Chemokines play a major role in inflammatory responses and affect hematopoiesis both negatively and positively. We show that fresh isolates and laboratory strains (Towne and Ad-169) of human cytomegalovirus (HCMV) induce production of the CC chemokine RANTES in fibroblasts. Induction of extracellular RANTES production occurred as early as 8 h after infection, peaked around 24 h after infection, and was almost undetectable by 48 and 72 h. Upregulation occurred in the absence of viral DNA synthesis, suggesting that it was due to immediate-early-early HCMV gene expression. CMV infection stimulated RANTES transcription, since reverse transcription-PCR detected a sharp increase in RANTES RNA which persisted even when extracellular RANTES was no longer detected.
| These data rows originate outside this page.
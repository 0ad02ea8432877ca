use bumpalo::Bump;
use lazy_static::lazy_static;
use pest::Parser;
use pest::iterators::Pair;
use pest::pratt_parser::{Assoc, Op, PrattParser};
use pest_derive::Parser;

use crate::expression::{
    BinaryOp, ExpressionError, Span, UnaryOp,
    parsed_expr::{Expr, ExprKind, Literal},
};

lazy_static! {
    // Note: precedence is defined lowest to highest.
    static ref PRATT_PARSER: PrattParser<Rule> = PrattParser::new()
        // (lowest precedence)
        .op(
            Op::infix(Rule::add, Assoc::Left) |
            Op::infix(Rule::sub, Assoc::Left)
        )                                               // `+`, `-`
        .op(
            Op::infix(Rule::mul, Assoc::Left) |
            Op::infix(Rule::div, Assoc::Left) |
            Op::infix(Rule::rem, Assoc::Left)
        )                                               // `*`, `/`, `%`
        .op(Op::prefix(Rule::neg) | Op::prefix(Rule::pos)) // `-`, `+`
        .op(Op::infix(Rule::pow, Assoc::Right))          // `**` (binds tighter than unary minus)

        // Postfix operators.
        .op(Op::postfix(Rule::call_op) | Op::postfix(Rule::field_op)) // `()`, `.`
        // (highest precedence)
        ;
}

#[derive(Parser)]
#[grammar = "expression/expression.pest"]
pub struct ExpressionParser;

/// Parse `source` into an arena-allocated expression tree.
///
/// Nesting deeper than `max_depth` is rejected before the grammar runs. The
/// Pratt fold recurses once per parenthesis, prefix operator and `**`, so
/// all three count towards the limit.
pub fn parse<'a>(
    arena: &'a Bump,
    source: &str,
    max_depth: usize,
) -> Result<&'a Expr<'a>, ExpressionError> {
    check_nesting(source, max_depth)?;
    let mut pairs =
        ExpressionParser::parse(Rule::main, source).map_err(ExpressionError::from_pest)?;
    let main = pairs.next().ok_or_else(|| ExpressionError::Syntax {
        message: "empty expression".to_string(),
        span: Span::new(0, source.len()),
    })?;
    build_expr(arena, main)
}

fn check_nesting(source: &str, max_depth: usize) -> Result<(), ExpressionError> {
    // Nesting reached by each open group, innermost last.
    let mut groups: Vec<usize> = vec![0];
    let mut prefix_run = 0usize;
    let mut expect_operand = true;
    let mut chars = source.char_indices().peekable();
    while let Some((offset, ch)) = chars.next() {
        let mut end = offset + ch.len_utf8();
        let current = groups.last().copied().unwrap_or(0);
        let depth = match ch {
            c if c.is_whitespace() => continue,
            '(' => {
                groups.push(current + 1);
                prefix_run = 0;
                expect_operand = true;
                current + 1
            }
            ')' => {
                if groups.len() > 1 {
                    groups.pop();
                }
                prefix_run = 0;
                expect_operand = false;
                continue;
            }
            '+' | '-' if expect_operand => {
                prefix_run += 1;
                current + prefix_run
            }
            '*' if chars.peek().is_some_and(|&(_, next)| next == '*') => {
                chars.next();
                end += 1;
                let chained = current + 1;
                if let Some(top) = groups.last_mut() {
                    *top = chained;
                }
                prefix_run = 0;
                expect_operand = true;
                chained
            }
            '+' | '-' | '*' | '/' | '%' | ',' => {
                prefix_run = 0;
                expect_operand = true;
                continue;
            }
            _ => {
                prefix_run = 0;
                expect_operand = false;
                continue;
            }
        };
        if depth > max_depth {
            return Err(ExpressionError::TooDeep {
                max_depth,
                span: Span::new(offset, end),
            });
        }
    }
    Ok(())
}

fn alloc<'a>(arena: &'a Bump, kind: ExprKind<'a>, span: Span) -> &'a Expr<'a> {
    arena.alloc(Expr { kind, span })
}

fn unexpected(rule: Rule, span: Span) -> ExpressionError {
    ExpressionError::Syntax {
        message: format!("unexpected {:?}", rule),
        span,
    }
}

fn build_expr<'a>(arena: &'a Bump, pair: Pair<'_, Rule>) -> Result<&'a Expr<'a>, ExpressionError> {
    let span = Span::from(pair.as_span());
    match pair.as_rule() {
        Rule::main => {
            let inner = pair.into_inner().next().ok_or_else(|| ExpressionError::Syntax {
                message: "missing expression".to_string(),
                span: span.clone(),
            })?;
            build_expr(arena, inner)
        }

        Rule::expression => PRATT_PARSER
            .map_primary(|primary| build_expr(arena, primary))
            .map_prefix(|op, rhs| {
                let rhs = rhs?;
                let op_span = Span::from(op.as_span());
                let op = match op.as_rule() {
                    Rule::neg => UnaryOp::Neg,
                    Rule::pos => UnaryOp::Pos,
                    rule => return Err(unexpected(rule, op_span)),
                };
                let span = Span::combine(&op_span, &rhs.span);
                Ok(alloc(arena, ExprKind::Unary { op, expr: rhs }, span))
            })
            .map_infix(|lhs, op, rhs| {
                let (left, right) = (lhs?, rhs?);
                let op = match op.as_rule() {
                    Rule::add => BinaryOp::Add,
                    Rule::sub => BinaryOp::Sub,
                    Rule::mul => BinaryOp::Mul,
                    Rule::div => BinaryOp::Div,
                    Rule::rem => BinaryOp::Rem,
                    Rule::pow => BinaryOp::Pow,
                    rule => return Err(unexpected(rule, Span::from(op.as_span()))),
                };
                let span = Span::combine(&left.span, &right.span);
                Ok(alloc(arena, ExprKind::Binary { op, left, right }, span))
            })
            .map_postfix(|lhs, op| {
                let lhs = lhs?;
                let span = Span::combine(&lhs.span, &Span::from(op.as_span()));
                match op.as_rule() {
                    Rule::call_op => {
                        let args = op
                            .into_inner()
                            .map(|arg| build_expr(arena, arg))
                            .collect::<Result<Vec<_>, _>>()?;
                        let args = arena.alloc_slice_copy(&args);
                        Ok(alloc(
                            arena,
                            ExprKind::Call {
                                callable: lhs,
                                args,
                            },
                            span,
                        ))
                    }
                    Rule::field_op => {
                        let op_span = Span::from(op.as_span());
                        let field = op.into_inner().next().ok_or_else(|| ExpressionError::Syntax {
                            message: "missing member name".to_string(),
                            span: op_span,
                        })?;
                        let field = arena.alloc_str(field.as_str());
                        Ok(alloc(arena, ExprKind::Field { value: lhs, field }, span))
                    }
                    rule => Err(unexpected(rule, span)),
                }
            })
            .parse(pair.into_inner()),

        Rule::integer => {
            let text = pair.as_str();
            // Literals too large for i64 degrade to floats.
            let literal = match text.parse::<i64>() {
                Ok(value) => Literal::Int(value),
                Err(_) => Literal::Float(parse_float(text, &span)?),
            };
            Ok(alloc(arena, ExprKind::Literal(literal), span))
        }

        Rule::float => {
            let value = parse_float(pair.as_str(), &span)?;
            Ok(alloc(arena, ExprKind::Literal(Literal::Float(value)), span))
        }

        Rule::ident => {
            let name = arena.alloc_str(pair.as_str());
            Ok(alloc(arena, ExprKind::Ident(name), span))
        }

        rule => Err(unexpected(rule, span)),
    }
}

fn parse_float(text: &str, span: &Span) -> Result<f64, ExpressionError> {
    text.parse::<f64>()
        .map_err(|_| ExpressionError::InvalidNumber {
            text: text.to_string(),
            span: span.clone(),
        })
}
// Syntax structures shared by the expression parser and evaluator.

use core::ops::Range;

/// Byte range within the expression text.
#[derive(Debug, Clone, PartialEq, Eq)]
pub struct Span(pub Range<usize>);

impl Span {
    pub fn new(start: usize, end: usize) -> Self {
        Self(start..end)
    }
    pub fn combine(a: &Span, b: &Span) -> Span {
        Span::new(a.0.start, b.0.end)
    }
    pub fn str_of<'a>(&self, source: &'a str) -> &'a str {
        source.get(self.0.clone()).unwrap_or("")
    }
}

impl From<pest::Span<'_>> for Span {
    fn from(s: pest::Span<'_>) -> Self {
        Self(s.start()..s.end())
    }
}

#[derive(Debug, Copy, Clone, PartialEq, Eq)]
pub enum BinaryOp {
    Add,
    Sub,
    Mul,
    Div,
    Rem,
    Pow,
}

#[derive(Debug, Copy, Clone, PartialEq, Eq)]
pub enum UnaryOp {
    Neg,
    Pos,
}
use thiserror::Error;

use crate::engine::{FunctionFamily, MuParam, SdParam};

/// A construction request rejected by a model engine.
#[derive(Debug, Clone, PartialEq, Error)]
pub enum EngineError {
    #[error("{family} function takes {expected} parameters, got {found}")]
    Arity {
        family: FunctionFamily,
        expected: usize,
        found: usize,
    },

    #[error("missing {what}")]
    MissingHandle { what: &'static str },

    #[error("{what} needs at least one damage state")]
    NoDamageStates { what: &'static str },

    #[error("cannot build a lognormal distribution from {mu} and {sd}")]
    UnsupportedParameterization { mu: MuParam, sd: SdParam },

    #[error("component count must be positive, got {count}")]
    InvalidCount { count: i64 },

    #[error("no fragility function '{key}' in {database}")]
    UnknownFragilityKey { key: String, database: String },

    #[error("invalid integration settings: {reason}")]
    InvalidIntegration { reason: String },

    #[error("invalid evaluation range: from {from} to {to} by {by}")]
    InvalidRange { from: f64, to: f64, by: f64 },
}
// Copyright 2026 Pixq Authors
//
// Licensed under the Apache License, Version 2.0 (the "License");
// you may not use this file except in compliance with the License.
// You may obtain a copy of the License at
//
//     http://www.apache.org/licenses/LICENSE-2.0
//
// Unless required by applicable law or agreed to in writing, software
// distributed under the License is distributed on an "AS IS" BASIS,
// WITHOUT WARRANTIES OR CONDITIONS OF ANY KIND, either express or implied.
// See the License for the specific language governing permissions and
// limitations under the License.

use anyhow::Result;
use serde::Serialize;

use crate::backend::BackendRequest;
use crate::quick_filter::EffectiveQuery;
use crate::search::SearchState;

#[derive(Debug, Clone, Serialize)]
pub struct StateOut {
    pub href: String,
    pub query_string: String,
    #[serde(flatten)]
    pub state: SearchState,
    pub terms: Vec<String>,
    pub effective: EffectiveQuery,
}

#[derive(Debug, Clone, Serialize)]
pub struct RequestOut {
    #[serde(flatten)]
    pub request: BackendRequest,
    pub url: String,
}

#[derive(Debug, Clone, Serialize)]
pub struct RecentOut {
    pub tags: Vec<String>,
    pub limit: usize,
    pub persistent: bool,
}

#[derive(Debug, Clone, Serialize)]
pub struct ErrorOut {
    pub code: String,
    pub message: String,
}

#[derive(Debug, Clone, Serialize, Default)]
pub struct JsonResponse {
    pub ok: bool,
    pub schema_version: String,
    #[serde(skip_serializing_if = "Option::is_none")]
    pub action: Option<String>,
    #[serde(skip_serializing_if = "Option::is_none")]
    pub state: Option<StateOut>,
    #[serde(skip_serializing_if = "Option::is_none")]
    pub request: Option<RequestOut>,
    #[serde(skip_serializing_if = "Option::is_none")]
    pub recent: Option<RecentOut>,
    #[serde(skip_serializing_if = "Vec::is_empty")]
    pub warnings: Vec<String>,
    #[serde(skip_serializing_if = "Option::is_none")]
    pub error: Option<ErrorOut>,
}

impl JsonResponse {
    pub fn ok() -> Self {
        Self {
            ok: true,
            schema_version: "1".to_string(),
            ..Default::default()
        }
    }

    pub fn error(message: &str) -> Self {
        Self {
            ok: false,
            schema_version: "1".to_string(),
            error: Some(ErrorOut {
                code: "error".to_string(),
                message: message.to_string(),
            }),
            ..Default::default()
        }
    }

    pub fn with_action(mut self, action: &str) -> Self {
        self.action = Some(action.to_string());
        self
    }

    pub fn with_state(mut self, state: StateOut) -> Self {
        self.state = Some(state);
        self
    }

    pub fn with_request(mut self, request: RequestOut) -> Self {
        self.request = Some(request);
        self
    }

    pub fn with_recent(mut self, recent: RecentOut) -> Self {
        self.recent = Some(recent);
        self
    }

    pub fn with_warnings(mut self, warnings: Vec<String>) -> Self {
        self.warnings = warnings;
        self
    }
}

pub fn print_json(resp: &JsonResponse) -> Result<()> {
    let text = serde_json::to_string_pretty(resp)?;
    println!("{text}");
    Ok(())
}

pub fn print_warnings(warnings: &[String]) {
    for warn in warnings {
        eprintln!("warning: {warn}");
    }
}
Induction of RANTES in fibroblasts was not due to prior induction of tumor necrosis factor alpha or interleukin 1 beta. Down-regulation required an active viral genome. Decrease of RANTES in culture supernatants may be associated with the appearance of the HCMV CC chemokine receptor US28, since we show that this gene is transcribed as early as 8 h after infection. Modulation of CC chemokine production early during CMV infection might have a regulatory effect on viral replication, as well as affect immune surveillance.